People wanted to go back to the older ways and to depend upon themselves. They wanted locally produced meat in their freezers, but again, the butcher shops were not taking new business, some of them for months or nearly a year. People have been trying to stay closer to home and not go the stores every day. The demand for freezers rapidly increased so much that they could not be purchased anywhere. The virus created a new trend to know where your meat is produced and people wanted to buy locally. Brundick said they became aware of there being a lot of meat butchering business out there. Locally grown meat is popular as it is of good quality, the supply is safe, it’s abundant and it is more affordable.

Brundick said he and Schulte talked about it and thought it was a good use of the building just outside the city limits on Highway V.

He’d personally had an incident trying to ship some hogs when a big packing house shut down. He had to go get the hogs and bring them back home. He had to protect his herd and could not put those hogs back in the same pen with them. He ended up putting them in with some fat cattle for a couple of weeks. He didn’t know how long this would go on.

He contacted Schulte and asked if the cooler and freezers at the WOW Pizza building still worked. One of them did, and they put in a meter and the next thing they knew they were applying to the State of Missouri as a licensed kill plant. The Farmer’s Meat Market was born. Custom meat is exempt from inspection, but if they sell meat at retail it has to have a Missouri Department of Agriculture inspection. They use USDA guidelines.

He said the new meat market will provide a service to farmers and to the community. The initial problem was the local meat markets were full and long waiting lists as the demand for freezer meat increased. Brundick and Schulte toured local facilities and they all were happy to welcome them in the market place.

They have been working on this since September and have made good progress. They used the best ideas. The receiving pens are nearly finished. It will be smooth process as the animals will be brought to the market and unloaded in a drive-through process that does not require them to back up the truck.

Working with the City of Vienna, Farmer’s Meat Market will use the city’s sewer system. They have hired an engineer to design a pre-treatment system and all of this should happen soon. The system will reduce biological oxygen demand (BOD) prior to discharge into the city’s collection system. The city’s engineer will need to sign off on the project.

Brundick said they are working with a Jefferson City company putting in the rail system. They are putting in more coolers, and the kill floor is nearly complete.

The business plan is to open for business near the first of the year. They are pushing hard to be ready, inspected and permitted by Nov. 30. Brundick said he and Schulte are partners and they are excited to get this business up and rolling.

Once they are open for business, they anticipate having four or five people, meat cutters working. Brundick and Schulte plan to be hands-on owners. He added that he still farms.

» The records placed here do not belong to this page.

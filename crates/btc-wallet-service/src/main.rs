use btc_wallet_service::{ServiceConfig, WalletFacade};

#[tokio::main]
async fn main() -> Result<(), Box<dyn std::error::Error>> {
    tracing_subscriber::fmt()
        .with_env_filter(tracing_subscriber::EnvFilter::from_default_env())
        .init();

    let config = ServiceConfig::from_env()?;
    let facade = WalletFacade::new(&config)?;

    let height = facade.block_count()?;
    tracing::info!(height, network = %config.network, "wallet service collaborators wired up");

    Ok(())
}
use thiserror::Error;

/// Errors surfaced by the online, node-RPC-backed collaborator.
#[derive(Debug, Error)]
pub enum NodeRpcError {
    #[error("node rpc call {method} failed: {source}")]
    CallFailed {
        method: &'static str,
        source: bitcoincore_rpc::Error,
    },

    #[error("node rpc returned an unexpected shape for {method}: {detail}")]
    UnexpectedShape { method: &'static str, detail: String },

    #[error("transaction {0} not found")]
    TxNotFound(String),

    #[error("vout index {vout} out of range for transaction {txid}")]
    VoutOutOfRange { txid: String, vout: u32 },

    #[error("scriptPubKey on {txid}:{vout} carries no canonical address")]
    AddressMissingOnScript { txid: String, vout: u32 },
}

They will begin with custom meat and soon after want to do some retail meat sells as well. But, their first priority is to create an opportunity for more people to get their animals slaughtered. The retail and speciality items will come later. They can hold about 44 to 48 animals at a time.

The need for a new meat slaughter business is there and is really becoming a necessity. “Farmers here promote quality beef but are backed into a corner because there is no place to take them,” Brundick said. This will help local producers.

When the business expands into the realm of retail, they hope this will bring customers from the surrounding communities to their door.